INSTRUCTIONS TO FOLLOW: Transcribe the entries in full, keeping each word as it is.
┌─ TASK INPUTS
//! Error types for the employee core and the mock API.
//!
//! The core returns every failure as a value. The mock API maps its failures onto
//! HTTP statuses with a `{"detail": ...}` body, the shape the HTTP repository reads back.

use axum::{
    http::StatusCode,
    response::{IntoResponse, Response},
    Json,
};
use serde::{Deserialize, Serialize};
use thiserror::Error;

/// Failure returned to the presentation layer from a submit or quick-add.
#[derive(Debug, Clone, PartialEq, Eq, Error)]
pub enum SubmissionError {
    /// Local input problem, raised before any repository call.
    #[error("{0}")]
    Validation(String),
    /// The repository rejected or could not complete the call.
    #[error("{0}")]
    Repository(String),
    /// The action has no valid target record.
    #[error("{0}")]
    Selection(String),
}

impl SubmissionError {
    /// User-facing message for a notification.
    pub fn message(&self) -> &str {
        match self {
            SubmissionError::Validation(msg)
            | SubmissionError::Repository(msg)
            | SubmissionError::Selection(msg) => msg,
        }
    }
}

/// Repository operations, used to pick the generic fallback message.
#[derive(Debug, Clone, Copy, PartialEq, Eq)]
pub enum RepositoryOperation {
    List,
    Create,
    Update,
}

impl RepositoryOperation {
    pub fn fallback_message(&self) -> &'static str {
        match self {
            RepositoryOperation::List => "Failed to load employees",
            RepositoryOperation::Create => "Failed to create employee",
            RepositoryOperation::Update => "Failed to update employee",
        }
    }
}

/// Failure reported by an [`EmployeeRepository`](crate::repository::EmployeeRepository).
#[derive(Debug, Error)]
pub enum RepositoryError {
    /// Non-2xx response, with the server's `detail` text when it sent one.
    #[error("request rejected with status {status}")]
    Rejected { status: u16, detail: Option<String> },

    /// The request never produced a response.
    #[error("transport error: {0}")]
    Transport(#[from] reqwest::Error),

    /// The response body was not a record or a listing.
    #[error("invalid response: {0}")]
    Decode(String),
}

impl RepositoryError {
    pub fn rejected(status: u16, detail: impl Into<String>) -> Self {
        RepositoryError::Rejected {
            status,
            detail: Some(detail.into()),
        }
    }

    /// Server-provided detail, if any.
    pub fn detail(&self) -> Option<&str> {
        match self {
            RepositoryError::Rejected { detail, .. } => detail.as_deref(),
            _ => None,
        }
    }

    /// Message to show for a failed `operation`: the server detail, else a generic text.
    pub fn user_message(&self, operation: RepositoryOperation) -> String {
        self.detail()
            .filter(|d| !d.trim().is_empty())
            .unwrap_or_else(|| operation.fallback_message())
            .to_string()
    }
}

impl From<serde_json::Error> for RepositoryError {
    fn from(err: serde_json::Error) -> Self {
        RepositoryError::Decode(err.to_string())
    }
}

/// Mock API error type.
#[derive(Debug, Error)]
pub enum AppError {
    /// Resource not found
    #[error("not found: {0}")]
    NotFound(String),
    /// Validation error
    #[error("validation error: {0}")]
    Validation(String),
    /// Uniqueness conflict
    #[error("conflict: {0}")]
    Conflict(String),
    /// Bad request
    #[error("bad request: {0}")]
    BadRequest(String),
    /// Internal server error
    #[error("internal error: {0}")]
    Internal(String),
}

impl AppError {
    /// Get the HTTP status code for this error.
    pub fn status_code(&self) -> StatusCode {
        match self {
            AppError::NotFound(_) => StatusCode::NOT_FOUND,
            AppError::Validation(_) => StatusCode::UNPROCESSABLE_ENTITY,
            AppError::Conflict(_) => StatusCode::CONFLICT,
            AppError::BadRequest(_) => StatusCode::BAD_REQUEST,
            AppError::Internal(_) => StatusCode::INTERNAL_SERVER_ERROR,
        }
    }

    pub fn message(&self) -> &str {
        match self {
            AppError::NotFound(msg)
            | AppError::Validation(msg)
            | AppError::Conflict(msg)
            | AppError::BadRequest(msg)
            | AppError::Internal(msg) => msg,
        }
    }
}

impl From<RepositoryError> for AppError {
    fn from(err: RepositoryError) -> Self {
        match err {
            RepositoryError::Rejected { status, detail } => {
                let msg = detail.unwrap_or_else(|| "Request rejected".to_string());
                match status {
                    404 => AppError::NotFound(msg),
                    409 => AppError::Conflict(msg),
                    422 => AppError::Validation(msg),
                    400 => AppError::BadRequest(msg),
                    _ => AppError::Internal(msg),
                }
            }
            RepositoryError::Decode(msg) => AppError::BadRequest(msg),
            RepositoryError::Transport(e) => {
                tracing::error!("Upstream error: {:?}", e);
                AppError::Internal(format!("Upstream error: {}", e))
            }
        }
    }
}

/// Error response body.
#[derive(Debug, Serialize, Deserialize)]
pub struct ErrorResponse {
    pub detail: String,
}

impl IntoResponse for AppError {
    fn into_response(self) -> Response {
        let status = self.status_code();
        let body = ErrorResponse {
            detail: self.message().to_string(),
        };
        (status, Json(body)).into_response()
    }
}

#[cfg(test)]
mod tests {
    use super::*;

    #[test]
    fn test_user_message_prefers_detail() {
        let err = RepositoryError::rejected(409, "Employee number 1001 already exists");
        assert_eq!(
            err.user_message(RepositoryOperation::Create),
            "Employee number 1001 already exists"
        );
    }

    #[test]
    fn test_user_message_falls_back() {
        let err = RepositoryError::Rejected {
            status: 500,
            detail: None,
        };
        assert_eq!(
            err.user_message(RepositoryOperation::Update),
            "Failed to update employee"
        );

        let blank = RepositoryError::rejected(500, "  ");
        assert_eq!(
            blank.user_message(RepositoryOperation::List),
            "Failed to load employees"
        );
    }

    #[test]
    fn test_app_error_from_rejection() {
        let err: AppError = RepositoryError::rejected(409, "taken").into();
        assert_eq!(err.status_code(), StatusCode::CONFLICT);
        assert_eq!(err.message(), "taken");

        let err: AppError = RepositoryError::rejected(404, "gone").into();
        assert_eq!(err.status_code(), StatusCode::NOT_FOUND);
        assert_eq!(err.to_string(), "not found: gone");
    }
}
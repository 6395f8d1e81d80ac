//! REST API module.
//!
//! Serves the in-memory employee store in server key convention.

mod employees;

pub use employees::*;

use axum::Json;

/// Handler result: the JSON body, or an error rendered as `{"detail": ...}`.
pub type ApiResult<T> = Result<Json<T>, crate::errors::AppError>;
└─
RESPONSE AREA:
//! Error types for the employee core and the mock API.
//!
//! The core returns every failure as a value. The mock API maps its failures onto
//! HTTP statuses with a `{"detail": ...}` body, the shape the HTTP repository reads back.

use axum::{
    http::StatusCode,
    response::{IntoResponse, Response},
    Json,
};
use serde::{Deserialize, Serialize};
use thiserror::Error;

/// Failure returned to the presentation layer from a submit or quick-add.
#[derive(Debug, Clone, PartialEq, Eq, Error)]
pub enum SubmissionError {
    /// Local input problem, raised before any repository call.
    #[error("{0}")]
    Validation(String),
    /// The repository rejected or could not complete the call.
    #[error("{0}")]
    Repository(String),
    /// The action has no valid target record.
    #[error("{0}")]
    Selection(String),
}

impl SubmissionError {
    /// User-facing message for a notification.
    pub fn message(&self) -> &str {
        match self {
            SubmissionError::Validation(msg)
            | SubmissionError::Repository(msg)
            | SubmissionError::Selection(msg) => msg,
        }
    }
}

/// Repository operations, used to pick the generic fallback message.
#[derive(Debug, Clone, Copy, PartialEq, Eq)]
pub enum RepositoryOperation {
    List,
    Create,
    Update,
}

impl RepositoryOperation {
    pub fn fallback_message(&self) -> &'static str {
        match self {
            RepositoryOperation::List => "Failed to load employees",
            RepositoryOperation::Create => "Failed to create employee",
            RepositoryOperation::Update => "Failed to update employee",
        }
    }
}

/// Failure reported by an [`EmployeeRepository`](crate::repository::EmployeeRepository).
#[derive(Debug, Error)]
pub enum RepositoryError {
    /// Non-2xx response, with the server's `detail` text when it sent one.
    #[error("request rejected with status {status}")]
    Rejected { status: u16, detail: Option<String> },

    /// The request never produced a response.
    #[error("transport error: {0}")]
    Transport(#[from] reqwest::Error),

    /// The response body was not a record or a listing.
    #[error("invalid response: {0}")]
    Decode(String),
}

impl RepositoryError {
    pub fn rejected(status: u16, detail: impl Into<String>) -> Self {
        RepositoryError::Rejected {
            status,
            detail: Some(detail.into()),
        }
    }

    /// Server-provided detail, if any.
    pub fn detail(&self) -> Option<&str> {
        match self {
            RepositoryError::Rejected { detail, .. } => detail.as_deref(),
            _ => None,
        }
    }

    /// Message to show for a failed `operation`: the server detail, else a generic text.
    pub fn user_message(&self, operation: RepositoryOperation) -> String {
        self.detail()
            .filter(|d| !d.trim().is_empty())
            .unwrap_or_else(|| operation.fallback_message())
            .to_string()
    }
}

impl From<serde_json::Error> for RepositoryError {
    fn from(err: serde_json::Error) -> Self {
        RepositoryError::Decode(err.to_string())
    }
}

/// Mock API error type.
#[derive(Debug, Error)]
pub enum AppError {
    /// Resource not found
    #[error("not found: {0}")]
    NotFound(String),
    /// Validation error
    #[error("validation error: {0}")]
    Validation(String),
    /// Uniqueness conflict
    #[error("conflict: {0}")]
    Conflict(String),
    /// Bad request
    #[error("bad request: {0}")]
    BadRequest(String),
    /// Internal server error
    #[error("internal error: {0}")]
    Internal(String),
}

impl AppError {
    /// Get the HTTP status code for this error.
    pub fn status_code(&self) -> StatusCode {
        match self {
            AppError::NotFound(_) => StatusCode::NOT_FOUND,
            AppError::Validation(_) => StatusCode::UNPROCESSABLE_ENTITY,
            AppError::Conflict(_) => StatusCode::CONFLICT,
            AppError::BadRequest(_) => StatusCode::BAD_REQUEST,
            AppError::Internal(_) => StatusCode::INTERNAL_SERVER_ERROR,
        }
    }

    pub fn message(&self) -> &str {
        match self {
            AppError::NotFound(msg)
            | AppError::Validation(msg)
            | AppError::Conflict(msg)
            | AppError::BadRequest(msg)
            | AppError::Internal(msg) => msg,
        }
    }
}

impl From<RepositoryError> for AppError {
    fn from(err: RepositoryError) -> Self {
        match err {
            RepositoryError::Rejected { status, detail } => {
                let msg = detail.unwrap_or_else(|| "Request rejected".to_string());
                match status {
                    404 => AppError::NotFound(msg),
                    409 => AppError::Conflict(msg),
                    422 => AppError::Validation(msg),
                    400 => AppError::BadRequest(msg),
                    _ => AppError::Internal(msg),
                }
            }
            RepositoryError::Decode(msg) => AppError::BadRequest(msg),
            RepositoryError::Transport(e) => {
                tracing::error!("Upstream error: {:?}", e);
                AppError::Internal(format!("Upstream error: {}", e))
            }
        }
    }
}

/// Error response body.
#[derive(Debug, Serialize, Deserialize)]
pub struct ErrorResponse {
    pub detail: String,
}

impl IntoResponse for AppError {
    fn into_response(self) -> Response {
        let status = self.status_code();
        let body = ErrorResponse {
            detail: self.message().to_string(),
        };
        (status, Json(body)).into_response()
    }
}

#[cfg(test)]
mod tests {
    use super::*;

    #[test]
    fn test_user_message_prefers_detail() {
        let err = RepositoryError::rejected(409, "Employee number 1001 already exists");
        assert_eq!(
            err.user_message(RepositoryOperation::Create),
            "Employee number 1001 already exists"
        );
    }

    #[test]
    fn test_user_message_falls_back() {
        let err = RepositoryError::Rejected {
            status: 500,
            detail: None,
        };
        assert_eq!(
            err.user_message(RepositoryOperation::Update),
            "Failed to update employee"
        );

        let blank = RepositoryError::rejected(500, "  ");
        assert_eq!(
            blank.user_message(RepositoryOperation::List),
            "Failed to load employees"
        );
    }

    #[test]
    fn test_app_error_from_rejection() {
        let err: AppError = RepositoryError::rejected(409, "taken").into();
        assert_eq!(err.status_code(), StatusCode::CONFLICT);
        assert_eq!(err.message(), "taken");

        let err: AppError = RepositoryError::rejected(404, "gone").into();
        assert_eq!(err.status_code(), StatusCode::NOT_FOUND);
        assert_eq!(err.to_string(), "not found: gone");
    }
}
repository 6395f8d1e81d80ac
//! REST API module.
//!
//! Serves the in-memory employee store in server key convention.

mod employees;

pub use employees::*;

use axum::Json;

/// Handler result: the JSON body, or an error rendered as `{"detail": ...}`.
pub type ApiResult<T> = Result<Json<T>, crate::errors::AppError>;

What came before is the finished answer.